An officer of the Royal Army Medical Corps and a babu of the Indian Subordinate Medical Service were bending over a medical pannier. Stretcher-bearers brought in another burden as he turned his head to look round. It was a Native Officer. On top of his head was an oblong of bare-shaven skull—some caste-mark apparently. Following them with his eyes Bertram saw the stretcher-bearers place the unconscious (or dead) man at the end of a small row of similar still forms. . . . There was Brannigan. . . . There was a man with whom he had shared a tent for a night at Taveta. . . . What was his name? . . . There were the two Baluchi subalterns. . . . Was that the dead row—the mortuary, so to speak, of this little field ambulance? Was he to join it?

The place stunk of blood, iodine and horrors. He could move neither hand nor foot, and the world seemed to be a Mountain of Pain upon the peak of which he was impaled. . . .

The continued rattle of firing was coming nearer, surely? It was—much nearer. The stretcher-bearers brought in another casualty, the stretcher dripping blood. No “walking wounded” appeared to come to this particular dressing-station.

The firing was getting quite close, and the sound of the cracking of branches was audible. Leaves and twigs, cut from the trees by the bullets, occasionally fell upon the mangled and broken forms as though to hide them. . . .

“Sah—they are coming!” said the babu suddenly. His face was a mask of fear, but he continued to perform his duties as dresser, as well as his shaking hands would permit.
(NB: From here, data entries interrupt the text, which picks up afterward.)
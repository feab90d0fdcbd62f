pub mod params;
pub mod tablero;
pub mod bascula;
pub mod produccion;
pub mod lotes;
pub mod stock;
pub mod proveedores;
pub mod transito;
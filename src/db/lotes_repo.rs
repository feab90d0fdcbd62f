// src/db/lotes_repo.rs

use std::sync::Arc;

use crate::models::lotes::{EstadoLote, Lote};

// Los lotes no se filtran por ventana de fechas: la colección de origen ya
// es la foto de lotes vigentes.
#[derive(Clone)]
pub struct LotesRepository {
    lotes: Arc<Vec<Lote>>,
}

impl LotesRepository {
    pub fn new(lotes: Arc<Vec<Lote>>) -> Self {
        Self { lotes }
    }

    pub fn filtrar(&self, planta: Option<&str>, productos: Option<&[String]>) -> Vec<Lote> {
        self.lotes
            .iter()
            .filter(|l| {
                planta.is_none_or(|p| l.planta == p)
                    && productos.is_none_or(|ps| ps.iter().any(|pr| *pr == l.producto))
            })
            .cloned()
            .collect()
    }

    /// Lotes listos para salir: finalizados y con estiba cargada.
    pub fn en_despacho(&self, planta: Option<&str>) -> Vec<Lote> {
        self.lotes
            .iter()
            .filter(|l| {
                planta.is_none_or(|p| l.planta == p)
                    && l.estado == EstadoLote::Finalizado
                    && l.esta_estibado()
            })
            .cloned()
            .collect()
    }

    pub fn por_codigo(&self, codigo: &str) -> Option<Lote> {
        self.lotes.iter().find(|l| l.lote == codigo).cloned()
    }
}
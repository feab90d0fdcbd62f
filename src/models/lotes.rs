// src/models/lotes.rs

use serde::{Deserialize, Serialize};
use utoipa::ToSchema;

use rust_decimal::Decimal;

// --- 1. Lotes abiertos (LOTESABIERTOS) ---
// El estado lo maneja el sistema de trazabilidad aguas arriba; acá solo
// contamos la foto actual, sin validar transiciones.

#[derive(Debug, Clone, Copy, PartialEq, Eq, Hash, Serialize, Deserialize, ToSchema)]
pub enum EstadoLote {
    #[serde(rename = "ABIERTO")]
    Abierto,
    #[serde(rename = "EN PROCESO")]
    EnProceso,
    #[serde(rename = "FINALIZADO")]
    Finalizado,
    #[serde(rename = "OBSERVACIÓN")]
    Observacion,
    #[serde(rename = "DESPACHADO")]
    Despachado,
}

#[derive(Debug, Clone, PartialEq, Serialize, Deserialize, ToSchema)]
pub struct Lote {
    #[serde(rename = "ID")]
    pub id: i64,
    #[serde(rename = "LOTE")]
    pub lote: String,
    #[serde(rename = "ESTADO")]
    pub estado: EstadoLote,
    #[serde(rename = "PRODUCTO")]
    pub producto: String,
    #[serde(rename = "NPALLETS")]
    pub pallets: u32,
    #[serde(rename = "NBOLSAS")]
    pub bolsas: u32,
    #[serde(rename = "KGBOLSAS")]
    pub kg_bolsas: Decimal,
    #[serde(rename = "TOTALKG")]
    pub total_kg: Decimal,
    #[serde(rename = "LABORATORIO")]
    pub laboratorio: String,
    #[serde(rename = "ETIQUETAS")]
    pub etiquetas: String,
    #[serde(rename = "ESTIBADO")]
    pub estibado: String,
    #[serde(rename = "DESPACHADO")]
    pub despachado: String,
    #[serde(rename = "NEXPORT")]
    pub n_export: String,
    #[serde(rename = "CLIENTE")]
    pub cliente: String,
    #[serde(rename = "STORE")]
    pub planta: String,
}

impl Lote {
    /// Un lote cuenta como estibado si el campo trae algo más que espacios.
    pub fn esta_estibado(&self) -> bool {
        !self.estibado.trim().is_empty()
    }
}

// --- 2. Resumen por estado ---
// Se desglosan los cinco estados para que la suma de los contadores
// siempre dé `total`.
#[derive(Debug, Clone, Serialize, ToSchema)]
#[serde(rename_all = "camelCase")]
pub struct ResumenLotes {
    pub abiertos: u64,
    pub en_proceso: u64,
    pub finalizados: u64,
    pub en_observacion: u64,
    pub despachados: u64,
    pub total: u64,
}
Suddenly a ragged line of Gurkhas broke into the clearing, halting to fire, retreating and firing again, fighting from tree to tree and bush to bush. . . . The mixed, swaying and changing battle-line was going to cross the spot where the wounded lay. . . . Those of them who were conscious knew what that meant. . .

So did the medical officer, and he shouted to the stretcher-bearers, babu, mule-drivers, porters, everybody, to carry the wounded farther into the bush—quick—quick. . . .

As his stretcher was snatched up, Bertram—so sick with pain, and the cruel extra agony of the jolts and jars, that he cared not what befell him—saw a group of askaris burst into the clearing, glare around, and rush forward with bayonets poised. He shut his eyes as they reached the other stretchers. . . .

§2

On the terrible journey down the Tanga Railway to M’buyuni, between Taveta and Voi, Bertram kept himself alive with the thought that he would eventually reach Mombasa. . . .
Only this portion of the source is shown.